//! Rule-set configuration files.
//!
//! A configuration file carries a list of rule-set definitions under a
//! top-level `rule_sets` key, in TOML, YAML, or JSON. Loading only
//! deserializes; definitions are compiled (and can still be rejected)
//! when they reach the registry.

use crate::registry::RegistrySnapshot;
use crate::rules::RuleSetDefinition;
use crate::{MatchError, Result};
use serde::{Deserialize, Serialize};
use std::path::Path;

/// Top-level configuration file shape.
#[derive(Debug, Clone, Default, Serialize, Deserialize)]
pub struct RuleSetConfig {
    #[serde(default)]
    pub rule_sets: Vec<RuleSetDefinition>,
}

impl RuleSetConfig {
    /// Load from a file, picking the format from the extension
    /// (`.toml`, `.yaml`/`.yml`, `.json`).
    ///
    /// # Errors
    ///
    /// Returns `Config` when the file cannot be read, the extension is
    /// not recognized, or the contents do not deserialize.
    pub fn from_file(path: impl AsRef<Path>) -> Result<Self> {
        let path = path.as_ref();
        match path.extension().and_then(|ext| ext.to_str()) {
            Some("toml") => Self::from_toml_file(path),
            Some("yaml") | Some("yml") => Self::from_yaml_file(path),
            Some("json") => Self::from_json_file(path),
            _ => Err(MatchError::config(format!(
                "cannot infer config format of {}: expected a .toml, .yaml, .yml, or .json file",
                path.display()
            ))),
        }
    }

    /// Load from a TOML file.
    pub fn from_toml_file(path: impl AsRef<Path>) -> Result<Self> {
        let content = read_config(path.as_ref())?;
        toml::from_str(&content).map_err(|e| {
            MatchError::config_with_source(format!("invalid TOML in {}", path.as_ref().display()), e)
        })
    }

    /// Load from a YAML file.
    pub fn from_yaml_file(path: impl AsRef<Path>) -> Result<Self> {
        let content = read_config(path.as_ref())?;
        serde_yaml_ng::from_str(&content).map_err(|e| {
            MatchError::config_with_source(format!("invalid YAML in {}", path.as_ref().display()), e)
        })
    }

    /// Load from a JSON file.
    pub fn from_json_file(path: impl AsRef<Path>) -> Result<Self> {
        let content = read_config(path.as_ref())?;
        serde_json::from_str(&content).map_err(|e| {
            MatchError::config_with_source(format!("invalid JSON in {}", path.as_ref().display()), e)
        })
    }

    /// Compile every definition into a ready-to-use snapshot.
    ///
    /// # Errors
    ///
    /// Propagates the first compilation failure, including duplicate
    /// ids across the file.
    pub fn into_snapshot(self) -> Result<RegistrySnapshot> {
        RegistrySnapshot::from_definitions(self.rule_sets)
    }
}

fn read_config(path: &Path) -> Result<String> {
    std::fs::read_to_string(path).map_err(|e| {
        MatchError::config_with_source(format!("failed to read config file {}", path.display()), e)
    })
}
//! Pattern clause primitives.
//!
//! Stateless predicates over names, MIME strings, and bounded content
//! windows. All regex matching uses search semantics (a match anywhere
//! is enough), mirroring how rule authors write their expressions.

use regex::Regex;
use regex::bytes::Regex as BytesRegex;

/// Regex search over a file's base name.
pub fn name_matches(pattern: &Regex, file_name: &str) -> bool {
    pattern.is_match(file_name)
}

/// Regex search over a detected MIME type string.
pub fn mime_matches(pattern: &Regex, mime_type: &str) -> bool {
    pattern.is_match(mime_type)
}

/// Regex search over the text decoding of a content window.
///
/// Invalid byte sequences are replaced, never failed, so binary garbage
/// in an otherwise matching file cannot make the clause error out.
pub fn content_text_matches(pattern: &Regex, window: &[u8]) -> bool {
    let text = String::from_utf8_lossy(window);
    pattern.is_match(&text)
}

/// True iff the literal needle occurs anywhere in the window.
///
/// Declared semantics are "bytes are included in the file", so this is
/// a substring scan, not an offset-0 prefix check.
pub fn binary_header_matches(needle: &[u8], window: &[u8]) -> bool {
    memchr::memmem::find(window, needle).is_some()
}

/// Byte-regex search over a content window.
pub fn binary_pattern_matches(pattern: &BytesRegex, window: &[u8]) -> bool {
    pattern.is_match(window)
}
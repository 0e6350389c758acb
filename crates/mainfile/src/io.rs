//! Bounded file I/O utilities.
//!
//! All content reads during matching go through [`read_prefix`], which
//! caps the number of bytes pulled from disk so a directory of huge
//! files cannot blow up memory or latency.

use crate::{MatchError, Result};
use std::fs::File;
use std::io::Read;
use std::path::{Path, PathBuf};

/// Read at most `limit` bytes from the start of a file.
///
/// # Errors
///
/// Returns `MatchError::Io` if the file cannot be opened or read.
pub fn read_prefix(path: impl AsRef<Path>, limit: usize) -> Result<Vec<u8>> {
    let file = File::open(path.as_ref())?;
    let mut buf = Vec::with_capacity(limit.min(64 * 1024));
    file.take(limit as u64).read_to_end(&mut buf)?;
    Ok(buf)
}

/// List the regular files directly inside a directory, sorted by name.
///
/// Subdirectories are not entered; the immediate parent folder is the
/// scope of one resolution pass. Sorting keeps the listing independent
/// of file-system iteration order.
///
/// # Errors
///
/// Returns `MatchError::Io` if the directory cannot be read.
pub fn list_directory(dir: impl AsRef<Path>) -> Result<Vec<PathBuf>> {
    let dir = dir.as_ref();
    if !dir.is_dir() {
        return Err(MatchError::Io(std::io::Error::new(
            std::io::ErrorKind::NotADirectory,
            format!("not a directory: {}", dir.display()),
        )));
    }

    let mut files = Vec::new();
    for entry in std::fs::read_dir(dir)? {
        let entry = entry?;
        let path = entry.path();
        if path.is_file() {
            files.push(path);
        }
    }
    files.sort();
    Ok(files)
}

/// Recursively collect all regular files under `root`, sorted by path.
pub fn walk_tree(root: impl AsRef<Path>) -> Result<Vec<PathBuf>> {
    let root = root.as_ref();
    let mut files = Vec::new();
    walk_tree_impl(root, &mut files)?;
    files.sort();
    Ok(files)
}

fn walk_tree_impl(dir: &Path, files: &mut Vec<PathBuf>) -> Result<()> {
    for entry in std::fs::read_dir(dir)? {
        let entry = entry?;
        let path = entry.path();
        if path.is_file() {
            files.push(path);
        } else if path.is_dir() {
            walk_tree_impl(&path, files)?;
        }
    }
    Ok(())
}
//! Transparent decompression for candidate files.
//!
//! Rule-sets can declare a set of supported compression codecs; files
//! compressed with one of them are decompressed into a bounded in-memory
//! window before pattern clauses run. The original compressed path stays
//! the unit of directory-level bookkeeping.
//!
//! Decompression failure is a no-match signal, not an error: the raw
//! compressed bytes remain available to rule-sets that do not declare
//! the codec.

use flate2::read::GzDecoder;
use lzma_rust2::XzReader;
use serde::{Deserialize, Serialize};
use std::io::Read;

/// Compression codecs the engine can see through.
#[derive(Debug, Clone, Copy, PartialEq, Eq, Hash, Serialize, Deserialize)]
#[serde(rename_all = "lowercase")]
pub enum Codec {
    /// Gzip (`.gz` files)
    #[serde(alias = "gz")]
    Gzip,
    /// XZ / LZMA2 (`.xz` files)
    Xz,
}

impl Codec {
    /// All codecs, in a stable order.
    pub const ALL: &'static [Codec] = &[Codec::Gzip, Codec::Xz];

    /// Detect a codec from a file extension (without the dot).
    pub fn from_extension(ext: &str) -> Option<Codec> {
        match ext.to_lowercase().as_str() {
            "gz" | "gzip" => Some(Codec::Gzip),
            "xz" => Some(Codec::Xz),
            _ => None,
        }
    }

    /// Detect a codec from the leading bytes of a file.
    pub fn from_magic(bytes: &[u8]) -> Option<Codec> {
        if bytes.starts_with(&[0x1f, 0x8b]) {
            Some(Codec::Gzip)
        } else if bytes.starts_with(&[0xfd, b'7', b'z', b'X', b'Z', 0x00]) {
            Some(Codec::Xz)
        } else {
            None
        }
    }

    /// Detect a codec from a path, confirming the extension against the
    /// file signature when a leading window is available.
    pub fn detect(path: &std::path::Path, window: Option<&[u8]>) -> Option<Codec> {
        let by_ext = path
            .extension()
            .and_then(|ext| ext.to_str())
            .and_then(Codec::from_extension);

        match (by_ext, window) {
            (Some(codec), Some(bytes)) if !bytes.is_empty() => {
                // Mislabelled files are treated as uncompressed.
                (Codec::from_magic(bytes) == Some(codec)).then_some(codec)
            }
            (Some(codec), _) => Some(codec),
            (None, Some(bytes)) => Codec::from_magic(bytes),
            (None, None) => None,
        }
    }

    /// Parse a codec from its configuration name.
    pub fn parse(name: &str) -> Option<Codec> {
        Self::from_extension(name).or(match name.to_lowercase().as_str() {
            "gzip" => Some(Codec::Gzip),
            _ => None,
        })
    }

    /// Canonical configuration name.
    pub fn name(&self) -> &'static str {
        match self {
            Codec::Gzip => "gzip",
            Codec::Xz => "xz",
        }
    }

    /// Decompress up to `limit` bytes of output from `input`.
    ///
    /// Returns `None` on a corrupt or truncated archive. Output is capped
    /// so a pathological archive cannot expand without bound; input is
    /// consumed in proportion to the cap, so huge archives are never read
    /// in full.
    pub fn decompress_prefix<R: Read>(&self, input: R, limit: usize) -> Option<Vec<u8>> {
        let mut out = Vec::new();
        let result = match self {
            Codec::Gzip => GzDecoder::new(input).take(limit as u64).read_to_end(&mut out),
            Codec::Xz => XzReader::new(input, true).take(limit as u64).read_to_end(&mut out),
        };
        match result {
            Ok(_) => Some(out),
            Err(err) => {
                // A clean prefix is still usable for matching when the
                // failure happens past the window boundary.
                if out.len() >= limit {
                    Some(out)
                } else {
                    tracing::debug!(codec = self.name(), error = %err, "decompression failed");
                    None
                }
            }
        }
    }
}
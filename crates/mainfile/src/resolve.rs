//! Directory-scoped resolution of files to parsers.
//!
//! Resolution runs in two phases over one directory. Phase one walks
//! the non-alternative rule-sets in (level, insertion order) and
//! assigns each file to the first one that matches. Phase two handles
//! alternative rule-sets: they are evaluated only when the directory
//! produced no clause-bearing match in phase one, so a format whose
//! files are only recognizable in aggregate never steals files from a
//! directory another parser already claimed.
//!
//! Catch-all rule-sets (no clauses at all) are fallback claims. Their
//! phase-one matches do not void alternatives, and an accepted
//! alternative overrides a catch-all assignment.

use crate::io;
use crate::matcher::{FileCandidate, Matcher};
use crate::registry::RegistrySnapshot;
use crate::rules::ParserRuleSet;
use crate::Result;
use rayon::prelude::*;
use serde::Serialize;
use std::collections::BTreeMap;
use std::path::{Path, PathBuf};
use std::sync::Arc;

/// One (file, rule-set) pairing produced during a resolution pass.
#[derive(Debug, Clone, PartialEq, Eq)]
pub struct MatchCandidate {
    pub file_path: PathBuf,
    pub rule_set_id: String,
    pub is_alternative: bool,
}

/// Outcome of a resolution pass: every considered file mapped to the
/// id of the parser that claimed it, or `None` when nothing matched.
///
/// Iteration order is the path order of the underlying `BTreeMap`, so
/// output is deterministic regardless of how the pass was scheduled.
#[derive(Debug, Clone, Default, Serialize)]
#[serde(transparent)]
pub struct ResolutionResult {
    assignments: BTreeMap<PathBuf, Option<String>>,
}
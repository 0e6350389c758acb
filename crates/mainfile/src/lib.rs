//! Mainfile - Rule-Based File-to-Parser Matching Engine
//!
//! Mainfile decides which parser is responsible for which file. Parsers
//! declare their claims as priority-ordered rule-sets (file name, MIME
//! type, content text, binary magic, structured-container keys), and a
//! resolution pass assigns every file in a directory tree to the first
//! rule-set that matches it.
//!
//! # Quick Start
//!
//! ```rust,no_run
//! use mainfile::{RegistrySnapshot, ResolutionEngine, RuleSetDefinition};
//!
//! # fn main() -> mainfile::Result<()> {
//! let snapshot = RegistrySnapshot::from_definitions(vec![
//!     RuleSetDefinition::new("vasp")
//!         .name_pattern(r"OUTCAR(\.[^\.]+)?$")
//!         .content_pattern(r"vasp\.\d+")
//!         .supported_compression("gzip"),
//! ])?;
//!
//! let engine = ResolutionEngine::default();
//! let result = engine.resolve_tree(&snapshot, std::path::Path::new("./uploads"))?;
//! for (path, parser) in result.matched() {
//!     println!("{} -> {}", path.display(), parser);
//! }
//! # Ok(())
//! # }
//! ```
//!
//! # Architecture
//!
//! - **Rules** (`rules`): declarative rule-set definitions and their
//!   compiled form; pattern, binary, and structured-predicate clauses
//! - **Matcher** (`matcher`): evaluates one file against one rule-set,
//!   cheap clauses first, with bounded lazily-cached content windows
//! - **Resolution** (`resolve`): directory-scoped first-match-wins
//!   assignment with alternative-matching exclusivity
//! - **Registry** (`registry`): copy-on-write rule-set store with
//!   generation-numbered snapshots
//! - **Compression** (`compression`): transparent bounded gzip/xz
//!   decompression for rule-sets that opt in
//!
//! # Guarantees
//!
//! - Deterministic: identical inputs produce identical assignments,
//!   regardless of parallel scheduling
//! - Bounded reads: content clauses never read more than the configured
//!   window, compressed or not
//! - Matching never errors: unreadable or corrupt files fold into
//!   no-match verdicts; errors are reserved for registration and
//!   configuration problems

#![deny(unsafe_code)]

pub mod compression;
pub mod config;
pub mod error;
pub mod io;
pub mod matcher;
pub mod mime;
pub mod registry;
pub mod resolve;
pub mod rules;

pub use compression::Codec;
pub use config::RuleSetConfig;
pub use error::{MatchError, Result};
pub use matcher::{FileCandidate, Matcher, DEFAULT_MAX_READ_BYTES, DEFAULT_MAX_STRUCTURED_BYTES};
pub use registry::{global_snapshot, Registry, RegistrySnapshot, GLOBAL_REGISTRY};
pub use resolve::{MatchCandidate, ResolutionEngine, ResolutionResult};
pub use rules::{ParserRuleSet, RuleSetDefinition, StructuredPredicate};
//! The parser rule-set registry.
//!
//! The registry owns the ordered list of compiled rule-sets and is the
//! only mutation point in the crate. Mutations are whole-list replaces:
//! `add` and `remove` build a new list behind an `Arc` and bump a
//! generation counter, so a snapshot handed to a resolution pass keeps
//! referencing a stable view no matter what happens to the registry
//! mid-pass.

use crate::rules::{ParserRuleSet, RuleSetDefinition};
use crate::{MatchError, Result};
use once_cell::sync::Lazy;
use std::sync::{Arc, RwLock};

/// Immutable, generation-numbered view of the registry.
///
/// Insertion order is preserved; it is the documented tie-break between
/// rule-sets at the same level.
#[derive(Debug, Clone)]
pub struct RegistrySnapshot {
    generation: u64,
    rule_sets: Arc<Vec<Arc<ParserRuleSet>>>,
}

impl RegistrySnapshot {
    /// Build a snapshot directly from definitions, without a registry.
    ///
    /// Convenient for one-shot resolution passes (the CLI does this).
    pub fn from_definitions<I>(definitions: I) -> Result<Self>
    where
        I: IntoIterator<Item = RuleSetDefinition>,
    {
        let mut registry = Registry::new();
        for definition in definitions {
            registry.add(definition)?;
        }
        Ok(registry.snapshot())
    }

    pub fn generation(&self) -> u64 {
        self.generation
    }

    pub fn rule_sets(&self) -> &[Arc<ParserRuleSet>] {
        &self.rule_sets
    }

    pub fn len(&self) -> usize {
        self.rule_sets.len()
    }

    pub fn is_empty(&self) -> bool {
        self.rule_sets.is_empty()
    }

    /// Look up a rule-set by id or alias.
    pub fn get(&self, id: &str) -> Option<&Arc<ParserRuleSet>> {
        self.rule_sets
            .iter()
            .find(|rs| rs.id() == id || rs.aliases().iter().any(|a| a == id))
    }
}

/// Ordered collection of parser rule-sets with copy-on-write mutation.
#[derive(Debug, Default)]
pub struct Registry {
    generation: u64,
    rule_sets: Arc<Vec<Arc<ParserRuleSet>>>,
}

impl Registry {
    pub fn new() -> Self {
        Self::default()
    }

    /// Compile and add a rule-set definition.
    ///
    /// Registration is where definitions fail fast: invalid patterns,
    /// unknown codecs, inconsistent predicates, and duplicate ids are
    /// all rejected here and never participate in a resolution pass.
    ///
    /// # Errors
    ///
    /// `InvalidPattern` / `InvalidRuleSet` per [`RuleSetDefinition::compile`],
    /// plus `InvalidRuleSet` when the id is already registered.
    pub fn add(&mut self, definition: RuleSetDefinition) -> Result<()> {
        let rule_set = definition.compile()?;
        if self.rule_sets.iter().any(|existing| existing.id() == rule_set.id()) {
            return Err(MatchError::invalid_rule_set(
                rule_set.id(),
                "a rule-set with this id is already registered",
            ));
        }

        let mut next: Vec<Arc<ParserRuleSet>> = self.rule_sets.as_ref().clone();
        next.push(Arc::new(rule_set));
        self.replace(next);
        tracing::debug!(generation = self.generation, count = self.rule_sets.len(), "rule-set added");
        Ok(())
    }

    /// Remove a rule-set by id.
    ///
    /// Returns `true` when a rule-set was removed, `false` when the id
    /// was not registered. Removing an unknown id is not an error.
    pub fn remove(&mut self, id: &str) -> bool {
        if !self.rule_sets.iter().any(|rs| rs.id() == id) {
            return false;
        }
        let next: Vec<Arc<ParserRuleSet>> = self
            .rule_sets
            .iter()
            .filter(|rs| rs.id() != id)
            .cloned()
            .collect();
        self.replace(next);
        true
    }

    /// Current immutable view; cheap to clone and hand to a pass.
    pub fn snapshot(&self) -> RegistrySnapshot {
        RegistrySnapshot {
            generation: self.generation,
            rule_sets: Arc::clone(&self.rule_sets),
        }
    }

    pub fn len(&self) -> usize {
        self.rule_sets.len()
    }

    pub fn is_empty(&self) -> bool {
        self.rule_sets.is_empty()
    }

    fn replace(&mut self, next: Vec<Arc<ParserRuleSet>>) {
        self.rule_sets = Arc::new(next);
        self.generation += 1;
    }
}

/// Process-wide registry for embedders that want one shared instance.
pub static GLOBAL_REGISTRY: Lazy<RwLock<Registry>> = Lazy::new(|| RwLock::new(Registry::new()));

/// Take a snapshot of the process-wide registry.
pub fn global_snapshot() -> RegistrySnapshot {
    GLOBAL_REGISTRY
        .read()
        .unwrap_or_else(|poisoned| poisoned.into_inner())
        .snapshot()
}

» **Assignment**
Everything from the line with "let mut next: Vec<Arc<ParserRuleSet>>" through the line with "when a rule-set" in the listing above must be retyped exactly, with nothing added.

» **Solved exercise**
        let mut next: Vec<Arc<ParserRuleSet>> = self.rule_sets.as_ref().clone();
        next.push(Arc::new(rule_set));
        self.replace(next);
        tracing::debug!(generation = self.generation, count = self.rule_sets.len(), "rule-set added");
        Ok(())
    }

    /// Remove a rule-set by id.
    ///
    /// Returns `true` when a rule-set was removed, `false` when the id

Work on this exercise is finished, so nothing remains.